In diesem Buch erzählt mir Carl-Jakob Melcher, der als Forscher am Hamburger Tropeninstitut arbeitet, weshalb sein Freund, der Kriminalassistent Martin Bucher, ihn um Hilfe bittet. Bei dem Ermordeten besteht der Verdacht, dass er an Cholera erkrankt ist und es müssen sofort entsprechende Maßnahmen eingeleitet werden. Leider passieren weitere Morde, allerdings sind die Männer nicht erkrankt, trotzdem hilft Carl-Jakob weiterhin seinem Freund und sorgt auf für entsprechende Hinweise, die sehr wichtig sind.
Natürlich erzählt Carl-Jakob nicht nur von den Ermittlungen, ich erfahre ein bisschen über seine eigentliche Arbeit am Institut und auch viel über sein Privatleben.
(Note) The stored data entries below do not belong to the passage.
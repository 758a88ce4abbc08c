//! Vehicle entity and inventory value enums.
//!
//! Maps to the `vehicles` table in the database schema.

use serde::{Deserialize, Serialize};
use uuid::Uuid;

use crate::shared::error::AppError;

/// Valid manufacturing-year window. 1886 is the year of the first car.
pub const MIN_YEAR: i32 = 1886;
pub const MAX_YEAR: i32 = 2100;

/// Fuel type matching the database VARCHAR constraint.
///
/// Canonical representation is UPPERCASE; parsing accepts any casing since
/// older tooling wrote mixed-case values.
#[derive(Debug, Clone, Copy, PartialEq, Eq, Serialize, Deserialize)]
#[serde(rename_all = "UPPERCASE")]
pub enum FuelType {
    Gas,
    Diesel,
    Electric,
    Hybrid,
}

impl FuelType {
    /// Parse from a request or database string, case-insensitively.
    pub fn parse(s: &str) -> Option<Self> {
        match s.to_uppercase().as_str() {
            "GAS" => Some(Self::Gas),
            "DIESEL" => Some(Self::Diesel),
            "ELECTRIC" => Some(Self::Electric),
            "HYBRID" => Some(Self::Hybrid),
            _ => None,
        }
    }

    pub fn as_str(&self) -> &'static str {
        match self {
            Self::Gas => "GAS",
            Self::Diesel => "DIESEL",
            Self::Electric => "ELECTRIC",
            Self::Hybrid => "HYBRID",
        }
    }
}

impl std::fmt::Display for FuelType {
    fn fmt(&self, f: &mut std::fmt::Formatter<'_>) -> std::fmt::Result {
        write!(f, "{}", self.as_str())
    }
}

/// Transmission type matching the database VARCHAR constraint.
#[derive(Debug, Clone, Copy, PartialEq, Eq, Serialize, Deserialize)]
#[serde(rename_all = "UPPERCASE")]
pub enum Transmission {
    Automatic,
    Manual,
}

impl Transmission {
    pub fn parse(s: &str) -> Option<Self> {
        match s.to_uppercase().as_str() {
            "AUTOMATIC" => Some(Self::Automatic),
            "MANUAL" => Some(Self::Manual),
            _ => None,
        }
    }

    pub fn as_str(&self) -> &'static str {
        match self {
            Self::Automatic => "AUTOMATIC",
            Self::Manual => "MANUAL",
        }
    }
}

impl std::fmt::Display for Transmission {
    fn fmt(&self, f: &mut std::fmt::Formatter<'_>) -> std::fmt::Result {
        write!(f, "{}", self.as_str())
    }
}

/// Inventory status matching the database VARCHAR constraint.
#[derive(Debug, Clone, Copy, PartialEq, Eq, Serialize, Deserialize)]
#[serde(rename_all = "UPPERCASE")]
pub enum VehicleStatus {
    Available,
    Sold,
}

impl VehicleStatus {
    pub fn parse(s: &str) -> Option<Self> {
        match s.to_uppercase().as_str() {
            "AVAILABLE" => Some(Self::Available),
            "SOLD" => Some(Self::Sold),
            _ => None,
        }
    }

    pub fn as_str(&self) -> &'static str {
        match self {
            Self::Available => "AVAILABLE",
            Self::Sold => "SOLD",
        }
    }
}

impl std::fmt::Display for VehicleStatus {
    fn fmt(&self, f: &mut std::fmt::Formatter<'_>) -> std::fmt::Result {
        write!(f, "{}", self.as_str())
    }
}

/// Represents a vehicle in the dealership inventory.
///
/// Maps to the `vehicles` table:
/// - id: UUID PRIMARY KEY
/// - vin: VARCHAR NOT NULL
/// - make, model: VARCHAR NOT NULL
/// - year: INT NOT NULL
/// - odometer: INT NOT NULL
/// - fuel_type, transmission, status: VARCHAR NOT NULL
/// - trim: VARCHAR NULL
/// - market_price: DOUBLE PRECISION NOT NULL
#[derive(Debug, Clone, Serialize, Deserialize)]
pub struct Vehicle {
    pub id: Uuid,
    pub vin: String,
    pub make: String,
    pub model: String,
    pub year: i32,
    pub odometer: i32,
    pub fuel_type: FuelType,
    pub transmission: Transmission,
    pub trim: Option<String>,
    pub market_price: f64,
    pub status: VehicleStatus,
}

/// Fields for creating or replacing a vehicle.
#[derive(Debug, Clone)]
pub struct NewVehicle {
    pub vin: String,
    pub make: String,
    pub model: String,
    pub year: i32,
    pub odometer: i32,
    pub fuel_type: FuelType,
    pub transmission: Transmission,
    pub trim: Option<String>,
    pub market_price: f64,
    pub status: VehicleStatus,
}

impl NewVehicle {
    /// Validate range rules; enum fields are already type-checked by parsing.
    pub fn validate(&self) -> Result<(), AppError> {
        if self.vin.is_empty() || self.make.is_empty() || self.model.is_empty() {
            return Err(AppError::InvalidInput("Missing required fields".into()));
        }
        if !(MIN_YEAR..=MAX_YEAR).contains(&self.year) {
            return Err(AppError::InvalidInput(format!(
                "Year must be between {MIN_YEAR} and {MAX_YEAR}"
            )));
        }
        if self.odometer < 0 {
            return Err(AppError::InvalidInput("Odometer cannot be negative".into()));
        }
        if self.market_price <= 0.0 {
            return Err(AppError::InvalidInput("Market price must be positive".into()));
        }
        Ok(())
    }
}

#[cfg(test)]
mod tests {
    use super::*;
    use test_case::test_case;

    fn valid_vehicle() -> NewVehicle {
        NewVehicle {
            vin: "1HGCM82633A004352".into(),
            make: "Honda".into(),
            model: "Accord".into(),
            year: 2020,
            odometer: 45_000,
            fuel_type: FuelType::Gas,
            transmission: Transmission::Automatic,
            trim: Some("EX".into()),
            market_price: 18_500.0,
            status: VehicleStatus::Available,
        }
    }

    #[test]
    fn test_valid_vehicle_passes() {
        assert!(valid_vehicle().validate().is_ok());
    }

    #[test_case(1885, false; "before first car")]
    #[test_case(1886, true; "first car year")]
    #[test_case(2100, true; "upper bound")]
    #[test_case(2101, false; "past upper bound")]
    fn test_year_range(year: i32, ok: bool) {
        let mut v = valid_vehicle();
        v.year = year;
        assert_eq!(v.validate().is_ok(), ok);
    }

    #[test]
    fn test_negative_odometer_rejected() {
        let mut v = valid_vehicle();
        v.odometer = -1;
        assert!(v.validate().is_err());
    }

    #[test_case(0.0; "zero price")]
    #[test_case(-100.0; "negative price")]
    fn test_non_positive_price_rejected(price: f64) {
        let mut v = valid_vehicle();
        v.market_price = price;
        assert!(v.validate().is_err());
    }

    #[test]
    fn test_fuel_type_parse_case_insensitive() {
        assert_eq!(FuelType::parse("GAS"), Some(FuelType::Gas));
        assert_eq!(FuelType::parse("gas"), Some(FuelType::Gas));
        assert_eq!(FuelType::parse("Hybrid"), Some(FuelType::Hybrid));
        assert_eq!(FuelType::parse("PLUTONIUM"), None);
    }

    #[test]
    fn test_transmission_parse() {
        assert_eq!(Transmission::parse("manual"), Some(Transmission::Manual));
        assert_eq!(Transmission::parse("AUTOMATIC"), Some(Transmission::Automatic));
        assert_eq!(Transmission::parse("CVT"), None);
    }

    #[test]
    fn test_status_parse_accepts_legacy_casing() {
        // Older tooling wrote "Available"/"Sold"; both casings must parse.
        assert_eq!(VehicleStatus::parse("Available"), Some(VehicleStatus::Available));
        assert_eq!(VehicleStatus::parse("AVAILABLE"), Some(VehicleStatus::Available));
        assert_eq!(VehicleStatus::parse("Sold"), Some(VehicleStatus::Sold));
        assert_eq!(VehicleStatus::parse("scrapped"), None);
    }

    #[test]
    fn test_status_serializes_canonical_uppercase() {
        let json = serde_json::to_string(&VehicleStatus::Available).unwrap();
        assert_eq!(json, "\"AVAILABLE\"");
    }

    #[test]
    fn test_enum_roundtrip() {
        for fuel in [FuelType::Gas, FuelType::Diesel, FuelType::Electric, FuelType::Hybrid] {
            assert_eq!(FuelType::parse(fuel.as_str()), Some(fuel));
        }
        for status in [VehicleStatus::Available, VehicleStatus::Sold] {
            assert_eq!(VehicleStatus::parse(status.as_str()), Some(status));
        }
    }
}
Er wohnt bei seinem Onkel, der mit Frau und Sohn in einer großen Villa lebt. Außerdem kann ich einiges über das Zeitgeschehen in Hamburg erfahren. Der Onkel ist ein angesehener Reeder und Adolf sein Sohn strebt einen Sitz in der Hamburger Bürgerschaft an. Seine Tante Isolde setzt sich mit anderen Damen der Gesellschaft für mildtätige Zwecke ein. Ich erfahre viel über die Pfeffersäcke und was vor ungefähr einhundertzwanzig Jahren in Hamburg noch so alles passierte.
Die Suche nach dem Mörder wird dabei aber nicht aus den Augen gelassen und es gibt interessante Entwicklungen. Wovon ich aber nicht berichten werde, weil ich zuviel verraten müsste.
Auf jeden Fall gab es am Ende nicht nur eine Auflösung, was mich überrascht hatte. Rätsel wurden gelöst und Geheimnisse wurden aufgedeckt. Insgesamt betrachtet war das Buch jetzt nicht übermäßig spannend, aber es machte neugierig auf das Ende. Dazu beigetragen haben, könnte vielleicht die Erzählweise von Carl-Jakob.


Fazit:
Ein spannendes und sehr interessantes Buch, in dem die Anfänge einiger Ermittlungsarbeiten zum Tragen kommen. Gerne gebe ich eine Leseempfehlung und würde mich über weitere Folgen freuen.

Beim Verlag und bei NetGalleyDE möchte ich mich vielmals für das Rezensionsexemplar bedanken.